[Start of section]
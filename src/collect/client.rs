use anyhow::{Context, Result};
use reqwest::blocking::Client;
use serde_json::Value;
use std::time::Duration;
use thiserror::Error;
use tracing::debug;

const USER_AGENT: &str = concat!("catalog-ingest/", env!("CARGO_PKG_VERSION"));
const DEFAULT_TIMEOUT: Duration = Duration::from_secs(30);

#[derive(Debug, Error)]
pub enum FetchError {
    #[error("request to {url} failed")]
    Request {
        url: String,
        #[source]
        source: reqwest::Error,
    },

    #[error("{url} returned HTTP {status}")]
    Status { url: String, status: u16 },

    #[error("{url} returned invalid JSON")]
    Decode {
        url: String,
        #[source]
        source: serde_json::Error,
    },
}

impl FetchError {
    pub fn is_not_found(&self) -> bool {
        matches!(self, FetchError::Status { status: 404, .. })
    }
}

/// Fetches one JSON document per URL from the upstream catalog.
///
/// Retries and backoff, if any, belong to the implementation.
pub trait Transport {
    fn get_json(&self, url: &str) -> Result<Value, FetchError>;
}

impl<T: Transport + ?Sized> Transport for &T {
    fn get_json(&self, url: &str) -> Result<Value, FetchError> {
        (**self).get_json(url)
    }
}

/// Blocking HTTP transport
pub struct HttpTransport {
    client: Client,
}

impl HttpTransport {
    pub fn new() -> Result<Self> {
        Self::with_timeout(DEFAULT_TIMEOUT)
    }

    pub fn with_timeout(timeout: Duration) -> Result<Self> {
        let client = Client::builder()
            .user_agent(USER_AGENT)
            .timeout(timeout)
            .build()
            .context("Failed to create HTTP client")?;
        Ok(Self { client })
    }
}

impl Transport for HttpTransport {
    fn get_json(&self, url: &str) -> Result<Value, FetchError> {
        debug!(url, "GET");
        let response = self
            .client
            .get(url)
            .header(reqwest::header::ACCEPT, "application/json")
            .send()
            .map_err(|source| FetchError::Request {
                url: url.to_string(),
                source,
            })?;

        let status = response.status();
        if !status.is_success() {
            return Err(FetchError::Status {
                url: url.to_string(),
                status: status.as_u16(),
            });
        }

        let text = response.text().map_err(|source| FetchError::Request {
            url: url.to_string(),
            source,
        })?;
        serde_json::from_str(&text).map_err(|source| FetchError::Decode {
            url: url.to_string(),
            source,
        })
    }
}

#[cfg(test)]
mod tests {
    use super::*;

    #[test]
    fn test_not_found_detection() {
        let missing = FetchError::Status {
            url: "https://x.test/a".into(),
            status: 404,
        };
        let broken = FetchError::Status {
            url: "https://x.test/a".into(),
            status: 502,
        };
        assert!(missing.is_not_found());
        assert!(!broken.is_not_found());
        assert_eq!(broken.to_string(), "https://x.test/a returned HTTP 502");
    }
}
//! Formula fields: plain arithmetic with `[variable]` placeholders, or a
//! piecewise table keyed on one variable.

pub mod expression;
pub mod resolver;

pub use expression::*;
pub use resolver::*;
[End of section]
● **Your objective**
Having found the line that contains "assert!(!broken.is_not_found());", set down that line and all the rest through the end of the records, exactly.

● **Expected answer**
        assert!(!broken.is_not_found());
        assert_eq!(broken.to_string(), "https://x.test/a returned HTTP 502");
    }
}
//! Formula fields: plain arithmetic with `[variable]` placeholders, or a
//! piecewise table keyed on one variable.

pub mod expression;
pub mod resolver;

pub use expression::*;
pub use resolver::*;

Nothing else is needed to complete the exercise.